Old geezers would politely ask to look at the ancient Fords and Chevys restored perfectly to their Depression-era factory look. Their fresh paint jobs sizzling on the hot steel, spraying colour into faded black-and-white memories of groping somewhere out in the impossible darkness of a rural night. Teenage kids hanging out on the edge of all things – admitting to no one that they hoped someone important would notice – discreetly asking anyone with a walkie-talkie if they knew who the director was.
And everyone was pissed at Janet Oostrom, chosen to be an extra in a scene, just cause her dad’s the mayor, eh? Janet, sitting on one of those movie chairs while a guy combs her blonde hair, her looking all proud of herself – just cause her dad’s the mayor. When the TV station from Wingham sent a news reporter, her dad was all over the place, shaking hands with the director and the “stars”, winking into the camera and letting slip that there could be more movies coming up.
The first night the crew tore into the Lord Simcoe, nearly cleaned them out of draught. And then the next afternoon an SUV arrived from Toronto and he told the Simcoe that they were off limits – some lady in the film and her contract conditions or something like that. Everyone figured she must have been the one calling for the farmers’ sons that night – she jumped up on the pool table and told all the patrons at the bar to go home and get their sons . . .
And everyone at the bar was thinking: where have I seen her before . . . or . . . wasn’t she on that TV show about the lady cops, or she played the sister in that mini-series . . . the one who marries the poor brother, the one that disappears, the one at the beginning, the other person in the party scene, the elevator, the airplane, the one who gets killed . . .?
Out on Main Street, in the driveway beside the Credit Union, Janet Oostrom sat in a real director’s chair among the fluttery make-up crew. She was having her hair styled.
“You have beautiful hair,” the man said to Janet, as he twisted a few unlucky strands around his knuckles.
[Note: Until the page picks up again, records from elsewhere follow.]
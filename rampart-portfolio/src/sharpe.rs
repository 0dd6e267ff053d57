//! Long-only maximum-Sharpe weights on a shrunk covariance.

use std::cmp::Ordering;

use crate::stats::{ledoit_wolf, mat_vec, mean, quadratic_form, trace, Matrix};
use crate::{AllocationError, AllocationResult};

const TOLERANCE: f64 = 1e-9;
const MIN_STEP: f64 = 1e-14;
const DUST: f64 = 1e-6;

/// Tuning knobs of the projected-gradient solver.
#[derive(Clone, Copy, Debug)]
pub struct SharpeSolver {
    pub risk_free_rate: f64,
    pub max_iterations: usize,
    /// Weightings whose volatility exceeds this bound are infeasible.
    pub max_volatility: Option<f64>,
}

impl SharpeSolver {
    /// Weights maximizing `(w·mu - rf) / sqrt(w' S w)` subject to `w >= 0`, `sum(w) = 1` and,
    /// when set, `sqrt(w' S w) <= max_volatility`.
    pub fn solve(&self, returns: &[Vec<f64>]) -> AllocationResult<Vec<f64>> {
        let n = returns.len();
        if n < 2 {
            return Err(AllocationError::degenerate("fewer than two priced symbols"));
        }
        let expected: Vec<f64> = returns.iter().map(|series| mean(series)).collect();
        if expected.iter().all(|mu| *mu <= self.risk_free_rate) {
            return Err(AllocationError::degenerate(
                "no asset beats the risk-free rate",
            ));
        }
        let (cov, _) = ledoit_wolf(returns);
        if trace(&cov) <= f64::EPSILON * f64::EPSILON {
            return Err(AllocationError::degenerate("covariance has no variance"));
        }

        let sharpe = |weights: &[f64]| -> Option<f64> {
            let variance = quadratic_form(&cov, weights, weights);
            if variance <= 0.0 || !variance.is_finite() {
                return None;
            }
            let sigma = variance.sqrt();
            if self.max_volatility.is_some_and(|cap| sigma > cap) {
                return None;
            }
            let excess: f64 = weights.iter().zip(&expected).map(|(w, mu)| w * mu).sum::<f64>()
                - self.risk_free_rate;
            Some(excess / sigma)
        };

        // Equal weights first, then single-asset vertices when the cap excludes them.
        let starts = std::iter::once(vec![1.0 / n as f64; n]).chain((0..n).map(|index| {
            let mut vertex = vec![0.0; n];
            vertex[index] = 1.0;
            vertex
        }));
        let (mut weights, mut value) = starts
            .filter_map(|start| sharpe(&start).map(|value| (start, value)))
            .max_by(|a, b| a.1.partial_cmp(&b.1).unwrap_or(Ordering::Equal))
            .ok_or_else(|| match self.max_volatility {
                Some(cap) => AllocationError::degenerate(format!(
                    "no weighting within the volatility cap {cap}"
                )),
                None => AllocationError::NonFinite,
            })?;
        let mut step = 1.0;

        for _ in 0..self.max_iterations {
            let gradient = self.gradient(&cov, &expected, &weights);
            let mut improved = None;
            while step > MIN_STEP {
                let candidate = project_to_simplex(
                    &weights
                        .iter()
                        .zip(&gradient)
                        .map(|(w, g)| w + step * g)
                        .collect::<Vec<_>>(),
                );
                match sharpe(&candidate) {
                    Some(candidate_value) if candidate_value > value => {
                        improved = Some((candidate, candidate_value));
                        break;
                    }
                    _ => step *= 0.5,
                }
            }
            let Some((candidate, candidate_value)) = improved else {
                return finish(weights);
            };
            let movement: f64 = candidate
                .iter()
                .zip(&weights)
                .map(|(a, b)| (a - b).abs())
                .sum();
            weights = candidate;
            value = candidate_value;
            step = (step * 2.0).min(1e6);
            if movement < TOLERANCE {
                return finish(weights);
            }
        }
        Err(AllocationError::NotConverged {
            iterations: self.max_iterations,
        })
    }

    fn gradient(&self, cov: &Matrix, expected: &[f64], weights: &[f64]) -> Vec<f64> {
        let cov_w = mat_vec(cov, weights);
        let variance: f64 = weights.iter().zip(&cov_w).map(|(w, c)| w * c).sum();
        let sigma = variance.sqrt();
        let excess: f64 = weights
            .iter()
            .zip(expected)
            .map(|(w, mu)| w * mu)
            .sum::<f64>()
            - self.risk_free_rate;
        expected
            .iter()
            .zip(&cov_w)
            .map(|(mu, c)| (mu * sigma - excess * c / sigma) / variance)
            .collect()
    }
}

fn finish(mut weights: Vec<f64>) -> AllocationResult<Vec<f64>> {
    weights.iter_mut().for_each(|weight| {
        if *weight < DUST {
            *weight = 0.0;
        }
    });
    let total: f64 = weights.iter().sum();
    if !total.is_finite() || total <= 0.0 {
        return Err(AllocationError::NonFinite);
    }
    Ok(weights.into_iter().map(|weight| weight / total).collect())
}

/// Euclidean projection onto the probability simplex.
#[must_use]
pub fn project_to_simplex(values: &[f64]) -> Vec<f64> {
    let mut sorted = values.to_vec();
    sorted.sort_by(|a, b| b.partial_cmp(a).unwrap_or(Ordering::Equal));
    let mut cumulative = 0.0;
    let mut theta = 0.0;
    for (index, value) in sorted.iter().enumerate() {
        cumulative += value;
        let candidate = (cumulative - 1.0) / (index as f64 + 1.0);
        if value - candidate > 0.0 {
            theta = candidate;
        }
    }
    values.iter().map(|value| (value - theta).max(0.0)).collect()
}

#[cfg(test)]
mod tests {
    use super::*;

    fn solver() -> SharpeSolver {
        SharpeSolver {
            risk_free_rate: 0.0,
            max_iterations: 5_000,
            max_volatility: None,
        }
    }

    fn volatility(returns: &[Vec<f64>], weights: &[f64]) -> f64 {
        let (cov, _) = ledoit_wolf(returns);
        quadratic_form(&cov, weights, weights).sqrt()
    }

    #[test]
    fn projection_lands_on_simplex() {
        let projected = project_to_simplex(&[0.8, 0.6, -0.2]);
        assert!((projected.iter().sum::<f64>() - 1.0).abs() < 1e-12);
        assert!((projected[0] - 0.6).abs() < 1e-12);
        assert!((projected[1] - 0.4).abs() < 1e-12);
        assert_eq!(projected[2], 0.0);
    }

    #[test]
    fn prefers_the_better_risk_adjusted_asset() {
        let strong = vec![0.012, 0.008, 0.011, 0.009, 0.010, 0.012, 0.008];
        let weak = vec![0.002, -0.010, 0.015, -0.012, 0.004, 0.011, -0.006];
        let weights = solver().solve(&[strong, weak]).unwrap();
        assert!((weights.iter().sum::<f64>() - 1.0).abs() < 1e-9);
        assert!(weights.iter().all(|w| *w >= 0.0));
        assert!(weights[0] > weights[1]);
    }

    #[test]
    fn losing_assets_are_degenerate() {
        let a = vec![-0.01, -0.02, -0.01];
        let b = vec![-0.02, -0.01, -0.03];
        assert!(matches!(
            solver().solve(&[a, b]),
            Err(AllocationError::Degenerate(_))
        ));
    }

    #[test]
    fn volatility_cap_shifts_weight_to_the_calmer_asset() {
        let loud = vec![0.030, 0.010, 0.032, 0.008, 0.031, 0.009, 0.030, 0.010];
        let calm = vec![0.003, -0.001, 0.002, 0.000, 0.003, -0.001, 0.002, 0.000];
        let returns = [loud, calm];

        let free = solver().solve(&returns).unwrap();
        let free_vol = volatility(&returns, &free);
        let calm_vol = volatility(&returns, &[0.0, 1.0]);
        assert!(free_vol > calm_vol);

        let cap = (free_vol + calm_vol) / 2.0;
        let capped = SharpeSolver {
            max_volatility: Some(cap),
            ..solver()
        }
        .solve(&returns)
        .unwrap();
        assert!((capped.iter().sum::<f64>() - 1.0).abs() < 1e-9);
        assert!(volatility(&returns, &capped) <= cap * (1.0 + 1e-6));
        assert!(capped[1] > free[1]);
    }

    #[test]
    fn unreachable_volatility_cap_is_degenerate() {
        let a = vec![0.012, 0.008, 0.011, 0.009, 0.010, 0.012, 0.008];
        let b = vec![0.002, -0.010, 0.015, -0.012, 0.004, 0.011, -0.006];
        let capped = SharpeSolver {
            max_volatility: Some(1e-12),
            ..solver()
        };
        assert!(matches!(
            capped.solve(&[a, b]),
            Err(AllocationError::Degenerate(_))
        ));
    }
}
His own hair was a kind of blue, and it bunched up in a furrow on the top of his head. “The water is so freaking hard in Toronto – it’s the absolute worst, trust me – you are very lucky to be here.”
“What the hell do you mean? Lucky to live in this dump?”, Janet asked. “Oh. . . I wasn’t talking about living here. . . God, no. . . I was talking about the water. It’s much softer here. It doesn’t strip your hair like the water in T.O.”
Janet looked at his reflection in the mirror. He had great clothes, the kind you see in a music video, not the kind of Wal-Mart crap people wore at her high school. The kind of clothes her new friends would wear when she moved to Toronto.
Down at the Kinsmen Centre parking lot, the Ladies Auxiliary was stocking the craft table: devilled eggs, corn bread, roast beef, apple pies, various kinds of potatoes and lots and lots of bean salad. They chatted amongst themselves in a patois honed over generations of weddings, county fairs and funerals. Chattering in calm, layered tones like wise old geese. One grey head almost indistinguishable from the other.
Watching her father standing in line with his sagging paper plate, winking and smiling at everyone, it occurred to Janet that this must be it, this must be the moment from which the rest of her father’s life would be compared. Back home in the den, on a mantelpiece stuffed with picture frames, she could already see his photographs of dead moose and hooked, gasping muskies giving way to shots of disinterested film people quietly suffering a photo op with the utterly forgettable mayor of some small town in the middle of nowhere in particular.